*** Block opens ***
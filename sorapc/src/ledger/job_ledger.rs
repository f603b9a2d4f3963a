use std::sync::Arc;

use serde::Serialize;
use serde_json::Value;
use tracing::{debug, info, instrument, warn};

use crate::database::models::{PROGRESS_COMPLETE, TaskListRow, TaskResultDbModel};
use crate::database::repositories::{CredentialRepository, TaskRepository};
use crate::database::time::now_ms;
use crate::utils::json::non_blank_str;
use crate::{Error, Result};

/// Key of the rate-limit object inside job and status payloads.
const RATE_LIMIT_KEY: &str = "rate_limit_and_credit_balance";

/// Coarse job state for listings.
#[derive(
    Debug, Clone, Copy, PartialEq, Eq, Serialize, strum::Display, strum::EnumString,
)]
#[strum(serialize_all = "lowercase")]
#[serde(rename_all = "lowercase")]
pub enum JobStatus {
    Running,
    Done,
}

impl JobStatus {
    pub fn from_progress(progress: Option<f64>) -> Self {
        if progress.is_some_and(|p| p >= PROGRESS_COMPLETE) {
            Self::Done
        } else {
            Self::Running
        }
    }
}

/// A job record with its most recent local file, if any.
#[derive(Debug, Clone, Serialize)]
pub struct JobSummary {
    pub task_id: String,
    pub credential_id: i64,
    pub prompt: String,
    pub progress: f64,
    pub status: JobStatus,
    pub local_path: Option<String>,
    pub created_at: i64,
}

impl From<TaskListRow> for JobSummary {
    fn from(row: TaskListRow) -> Self {
        Self {
            status: JobStatus::from_progress(row.progress_pct),
            progress: row.progress_pct.unwrap_or(0.0),
            task_id: row.task_id,
            credential_id: row.token_id,
            prompt: row.prompt,
            local_path: row.local_path.filter(|p| !p.trim().is_empty()),
            created_at: row.created_at,
        }
    }
}

/// Job records keyed by remote job id.
pub struct JobLedger {
    tasks: Arc<dyn TaskRepository>,
    credentials: Arc<dyn CredentialRepository>,
}

fn require_id<'a>(id: &'a str, what: &'static str) -> Result<&'a str> {
    let id = id.trim();
    if id.is_empty() {
        return Err(Error::EmptyIdentifier(what));
    }
    Ok(id)
}

impl JobLedger {
    pub fn new(
        tasks: Arc<dyn TaskRepository>,
        credentials: Arc<dyn CredentialRepository>,
    ) -> Self {
        Self { tasks, credentials }
    }

    /// Record a job-creation payload and return its job id.
    ///
    /// Re-recording an existing id overwrites it and resets progress to 0.
    /// A rate-limit object in the payload replaces the credential's cached
    /// one wholesale.
    #[instrument(skip(self, raw_payload, prompt))]
    pub async fn upsert_result(
        &self,
        credential_id: i64,
        raw_payload: &str,
        prompt: &str,
    ) -> Result<String> {
        let payload: Value = serde_json::from_str(raw_payload)
            .map_err(|e| Error::malformed(format!("job payload is not JSON: {e}")))?;
        let task_id = non_blank_str(&payload, "id")
            .ok_or_else(|| Error::malformed("job payload has no id"))?
            .to_string();

        self.tasks
            .upsert_task(&task_id, credential_id, raw_payload, prompt.trim(), now_ms())
            .await?;
        info!(task_id = %task_id, credential_id, "Job recorded");

        if let Some(rate_limit) = payload.get(RATE_LIMIT_KEY).filter(|v| v.is_object()) {
            // The cached snapshot is advisory; a failed refresh does not undo the job record.
            match self
                .credentials
                .replace_rate_limit(credential_id, &rate_limit.to_string())
                .await
            {
                Ok(()) => debug!(
                    credential_id,
                    remaining = ?rate_limit.get("estimated_num_videos_remaining"),
                    "Rate-limit snapshot replaced"
                ),
                Err(error) => warn!(
                    credential_id,
                    error = %error,
                    "Failed to refresh rate-limit snapshot"
                ),
            }
        }

        Ok(task_id)
    }

    /// Store a progress observation. Unknown ids succeed without effect, and
    /// progress never moves backwards.
    pub async fn update_progress(&self, task_id: &str, percent: f64) -> Result<()> {
        let task_id = require_id(task_id, "task_id")?;
        if percent.is_nan() {
            return Err(Error::validation("progress must be a number"));
        }
        let percent = percent.clamp(0.0, PROGRESS_COMPLETE);

        let changed = self.tasks.raise_progress(task_id, percent).await?;
        if changed == 0 {
            debug!(task_id = %task_id, percent, "Progress unchanged (unknown job or lower value)");
        } else {
            debug!(task_id = %task_id, percent, "Progress updated");
        }
        Ok(())
    }

    /// Credential that created the job.
    pub async fn lookup_credential(&self, task_id: &str) -> Result<i64> {
        let task_id = require_id(task_id, "task_id")?;
        Ok(self.tasks.get_task(task_id).await?.token_id)
    }

    pub async fn get(&self, task_id: &str) -> Result<TaskResultDbModel> {
        let task_id = require_id(task_id, "task_id")?;
        self.tasks.get_task(task_id).await
    }

    /// All jobs, newest first.
    pub async fn list_jobs(&self) -> Result<Vec<JobSummary>> {
        Ok(self
            .tasks
            .list_tasks()
            .await?
            .into_iter()
            .map(JobSummary::from)
            .collect())
    }

    pub async fn delete(&self, task_id: &str) -> Result<u64> {
        let task_id = require_id(task_id, "task_id")?;
        self.tasks.delete_task(task_id).await
    }
}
*** Block closes ***
**Prompt:**
Report every line from the material above that mentions the word "return".

**Expected output:**
        return Err(Error::EmptyIdentifier(what));
    /// Record a job-creation payload and return its job id.
            return Err(Error::validation("progress must be a number"));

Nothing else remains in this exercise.